Working together, June and Porter opened a trial in 2009 for 14 CLL patients. They were treated by Porter with CAR T cells made by June and his team, all at Penn. It would become a watershed moment in medical history. Of the first three patients with advanced disease, two survived. Now, speaking through the fullness of time, June said it appears they are “cured.”

“When they came to Penn they expected to die; they were in end-stage leukemia,” June retold. “Patient number one was Bill Ludwig, a corrections officer and a retired Marine. When we treated him, we didn't even know what cytokine release syndrome was, so he suffered through 3 weeks of it in the ICU. He had fever, organ failure, and was literally at the point where they were going to give him his last rites.”

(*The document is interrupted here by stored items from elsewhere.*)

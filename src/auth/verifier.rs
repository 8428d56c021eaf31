//! Access token verification.
//!
//! # Verification order
//!
//! Short-circuits on the first failure:
//!
//! 1. empty token → [`AuthError::TokenMissing`]
//! 2. signature, restricted to the HMAC family (HS256/384/512)
//! 3. all of `sub`, `iat`, `exp`, `iss`, `aud` present and correctly typed
//! 4. `now >= exp` → expired (strict: a token is dead at exactly `exp`)
//! 5. `iat > now` → issued in the future
//! 6. `iss` / `aud` equal to the configured values
//!
//! Steps 2-6 all surface as [`AuthError::TokenInvalid`]; the attached
//! [`TokenRejection`] is for logs only.

use std::sync::Arc;

use jsonwebtoken::{Algorithm, DecodingKey, Validation};
use serde::Deserialize;
use tracing::debug;

use super::{AuthError, AuthSettings, Clock, TokenClaims, TokenRejection};

/// Claims as they appear on the wire; every field optional so that a missing
/// claim is distinguishable from a bad signature.
#[derive(Debug, Deserialize)]
struct WireClaims {
    sub: Option<String>,
    iat: Option<i64>,
    exp: Option<i64>,
    iss: Option<String>,
    aud: Option<String>,
}

impl WireClaims {
    fn into_claims(self) -> Option<TokenClaims> {
        Some(TokenClaims {
            sub: self.sub?,
            iat: self.iat?,
            exp: self.exp?,
            iss: self.iss?,
            aud: self.aud?,
        })
    }
}

/// Validates presented tokens against the shared secret and configured claims.
pub struct TokenVerifier {
    settings: Arc<AuthSettings>,
    clock: Arc<dyn Clock>,
    key: DecodingKey,
    validation: Validation,
}

impl TokenVerifier {
    /// Create a verifier for tokens signed with `settings.secret`.
    #[must_use]
    pub fn new(settings: Arc<AuthSettings>, clock: Arc<dyn Clock>) -> Self {
        let key = DecodingKey::from_secret(&settings.secret);
        Self {
            settings,
            clock,
            key,
            validation: build_validation(),
        }
    }

    /// Verify `token` and return its claims.
    pub fn verify(&self, token: &str) -> Result<TokenClaims, AuthError> {
        if token.is_empty() {
            return Err(AuthError::TokenMissing);
        }

        let wire = jsonwebtoken::decode::<WireClaims>(token, &self.key, &self.validation)
            .map_err(|e| {
                debug!(error = %e, "Token signature or structure rejected");
                AuthError::TokenInvalid(TokenRejection::Malformed)
            })?
            .claims;

        let claims = wire
            .into_claims()
            .ok_or(AuthError::TokenInvalid(TokenRejection::MissingClaims))?;

        self.check_claims(&claims)?;
        Ok(claims)
    }

    /// Time and binding checks on an already signature-verified claim set.
    fn check_claims(&self, claims: &TokenClaims) -> Result<(), AuthError> {
        let now = self.clock.now();

        let rejection = if now >= claims.exp {
            Some(TokenRejection::Expired)
        } else if claims.iat > now {
            Some(TokenRejection::IssuedInFuture)
        } else if claims.iss != self.settings.issuer {
            Some(TokenRejection::IssuerMismatch)
        } else if claims.aud != self.settings.audience {
            Some(TokenRejection::AudienceMismatch)
        } else {
            None
        };

        match rejection {
            Some(reason) => Err(AuthError::TokenInvalid(reason)),
            None => Ok(()),
        }
    }
}

/// Signature-only validation: HMAC algorithms, no built-in claim checks.
///
/// Expiry, issuer and audience are checked by hand against the injected clock
/// so that tests are deterministic and the rejection reason is precise.
fn build_validation() -> Validation {
    let mut v = Validation::new(Algorithm::HS256);
    v.algorithms = vec![Algorithm::HS256, Algorithm::HS384, Algorithm::HS512];
    v.required_spec_claims.clear();
    v.validate_exp = false;
    v.validate_nbf = false;
    v.validate_aud = false;
    v.leeway = 0;
    v
}

#[cfg(test)]
mod tests {
    use base64::{Engine as _, engine::general_purpose::URL_SAFE_NO_PAD};
    use jsonwebtoken::{EncodingKey, Header};
    use serde_json::json;

    use super::*;
    use crate::auth::{ManualClock, TokenIssuer, testing};

    const T0: i64 = 1_700_000_000;

    fn fixture() -> (Arc<ManualClock>, TokenIssuer, TokenVerifier) {
        let settings = Arc::new(testing::settings());
        let clock = Arc::new(ManualClock::new(T0));
        let issuer = TokenIssuer::new(Arc::clone(&settings), clock.clone());
        let verifier = TokenVerifier::new(settings, clock.clone());
        (clock, issuer, verifier)
    }

    fn sign(alg: Algorithm, claims: &serde_json::Value, secret: &[u8]) -> String {
        jsonwebtoken::encode(&Header::new(alg), claims, &EncodingKey::from_secret(secret)).unwrap()
    }

    fn full_claims() -> serde_json::Value {
        json!({
            "sub": "alice",
            "iat": T0,
            "exp": T0 + 600,
            "iss": "svc",
            "aud": "hls",
        })
    }

    fn rejection(result: Result<TokenClaims, AuthError>) -> TokenRejection {
        match result {
            Err(AuthError::TokenInvalid(reason)) => reason,
            other => panic!("expected TokenInvalid, got {other:?}"),
        }
    }

    #[test]
    fn round_trip_returns_subject() {
        // GIVEN: a token issued for alice (issuer "svc", audience "hls")
        let (_clock, issuer, verifier) = fixture();
        let token = issuer.issue("alice").unwrap();

        // WHEN: verified
        let claims = verifier.verify(&token).unwrap();

        // THEN: the subject and bindings come back
        assert_eq!(claims.sub, "alice");
        assert_eq!(claims.iss, "svc");
        assert_eq!(claims.aud, "hls");
    }

    #[test]
    fn empty_token_is_missing() {
        let (_clock, _issuer, verifier) = fixture();
        assert!(matches!(verifier.verify(""), Err(AuthError::TokenMissing)));
    }

    #[test]
    fn garbage_is_malformed() {
        let (_clock, _issuer, verifier) = fixture();
        assert_eq!(rejection(verifier.verify("invalid.jwt.token")), TokenRejection::Malformed);
        assert_eq!(rejection(verifier.verify("not-a-jwt")), TokenRejection::Malformed);
    }

    #[test]
    fn altering_any_signature_byte_invalidates() {
        // GIVEN: a valid token
        let (_clock, issuer, verifier) = fixture();
        let token = issuer.issue("alice").unwrap();

        // WHEN: the first character of the signature is changed
        let sig_start = token.rfind('.').unwrap() + 1;
        let mut bytes = token.into_bytes();
        bytes[sig_start] = if bytes[sig_start] == b'A' { b'B' } else { b'A' };
        let tampered = String::from_utf8(bytes).unwrap();

        // THEN: verification fails
        assert_eq!(rejection(verifier.verify(&tampered)), TokenRejection::Malformed);
    }

    #[test]
    fn altering_payload_invalidates() {
        let (_clock, issuer, verifier) = fixture();
        let token = issuer.issue("alice").unwrap();

        let mut parts: Vec<String> = token.split('.').map(str::to_string).collect();
        let forged = sign(
            Algorithm::HS256,
            &json!({"sub": "mallory", "iat": T0, "exp": T0 + 600, "iss": "svc", "aud": "hls"}),
            b"test-secret-key-for-jwt",
        );
        parts[1] = forged.split('.').nth(1).unwrap().to_string();

        assert_eq!(
            rejection(verifier.verify(&parts.join("."))),
            TokenRejection::Malformed
        );
    }

    #[test]
    fn wrong_secret_is_rejected() {
        let (_clock, _issuer, verifier) = fixture();
        let token = sign(Algorithm::HS256, &full_claims(), b"some-other-secret");
        assert_eq!(rejection(verifier.verify(&token)), TokenRejection::Malformed);
    }

    #[test]
    fn other_hmac_strengths_are_accepted() {
        let (_clock, _issuer, verifier) = fixture();
        for alg in [Algorithm::HS384, Algorithm::HS512] {
            let token = sign(alg, &full_claims(), b"test-secret-key-for-jwt");
            assert!(verifier.verify(&token).is_ok(), "{alg:?} should verify");
        }
    }

    #[test]
    fn unsigned_token_is_rejected() {
        // GIVEN: an "alg: none" token built by hand
        let (_clock, _issuer, verifier) = fixture();
        let encode = |v: &serde_json::Value| URL_SAFE_NO_PAD.encode(serde_json::to_vec(v).unwrap());
        let token = format!(
            "{}.{}.",
            encode(&json!({"alg": "none", "typ": "JWT"})),
            encode(&full_claims())
        );

        // THEN: rejected before any claim is trusted
        assert_eq!(rejection(verifier.verify(&token)), TokenRejection::Malformed);
    }

    #[test]
    fn each_missing_claim_is_rejected() {
        let (_clock, _issuer, verifier) = fixture();
        for claim in ["sub", "iat", "exp", "iss", "aud"] {
            let mut claims = full_claims();
            claims.as_object_mut().unwrap().remove(claim);
            let token = sign(Algorithm::HS256, &claims, b"test-secret-key-for-jwt");

            assert_eq!(
                rejection(verifier.verify(&token)),
                TokenRejection::MissingClaims,
                "missing {claim}"
            );
        }
    }

    #[test]
    fn mistyped_claim_is_rejected() {
        let (_clock, _issuer, verifier) = fixture();
        let mut claims = full_claims();
        claims["aud"] = json!(["hls"]);
        let token = sign(Algorithm::HS256, &claims, b"test-secret-key-for-jwt");

        assert!(matches!(verifier.verify(&token), Err(AuthError::TokenInvalid(_))));
    }

    #[test]
    fn lifetime_boundaries() {
        // GIVEN: a token with a 10 minute lifetime
        let (clock, issuer, verifier) = fixture();
        let token = issuer.issue("alice").unwrap();

        // THEN: accepted at L-1 minutes
        clock.set(T0 + 9 * 60);
        assert!(verifier.verify(&token).is_ok());

        // AND: one second before expiry
        clock.set(T0 + 600 - 1);
        assert!(verifier.verify(&token).is_ok());

        // AND: rejected at exactly exp (strict)
        clock.set(T0 + 600);
        assert_eq!(rejection(verifier.verify(&token)), TokenRejection::Expired);

        // AND: rejected at L+1 minutes
        clock.set(T0 + 11 * 60);
        assert_eq!(rejection(verifier.verify(&token)), TokenRejection::Expired);
    }

    #[test]
    fn future_issued_token_is_rejected() {
        let (clock, issuer, verifier) = fixture();
        let token = issuer.issue("alice").unwrap();

        clock.set(T0 - 1);

        assert_eq!(rejection(verifier.verify(&token)), TokenRejection::IssuedInFuture);
    }

    #[test]
    fn issuer_and_audience_must_match() {
        let (_clock, _issuer, verifier) = fixture();

        let mut claims = full_claims();
        claims["iss"] = json!("someone-else");
        let token = sign(Algorithm::HS256, &claims, b"test-secret-key-for-jwt");
        assert_eq!(rejection(verifier.verify(&token)), TokenRejection::IssuerMismatch);

        let mut claims = full_claims();
        claims["aud"] = json!("dash");
        let token = sign(Algorithm::HS256, &claims, b"test-secret-key-for-jwt");
        assert_eq!(rejection(verifier.verify(&token)), TokenRejection::AudienceMismatch);
    }

    #[test]
    fn expiry_is_checked_before_bindings() {
        let (clock, _issuer, verifier) = fixture();
        let mut claims = full_claims();
        claims["iss"] = json!("someone-else");
        let token = sign(Algorithm::HS256, &claims, b"test-secret-key-for-jwt");

        clock.set(T0 + 3600);

        assert_eq!(rejection(verifier.verify(&token)), TokenRejection::Expired);
    }
}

June stammered a bit at the memory, his voice halting, and choking up. It took him a few moments before continuing: “Then on day 28 after treatment he woke up. He had survived the cytokine storm. It just burned out. It was like a forest fire; when there are no more trees it just goes out. He was examined at that point and we realized that pounds of tumor were simply gone.”

The second survivor of that trial was hematologist Douglas Olsen, PhD. He too battled through a cytokine storm, and his tumor disappeared as well. “These were truly Lazarus moments—men rising from the dead,” recalled June with emotions similarly rising again in his throat. “When Bill Ludwig found out he was in remission, he and his wife went and bought an RV. You wouldn't believe the number of pictures he has of them driving around the country visiting children and grandkids. And when Doug Olsen found out the good news, he and his wife immediately went to Annapolis, Md., and bought a boat. They didn't waste any time.” Both patients continue to be well, enjoy life, and live free of cancer.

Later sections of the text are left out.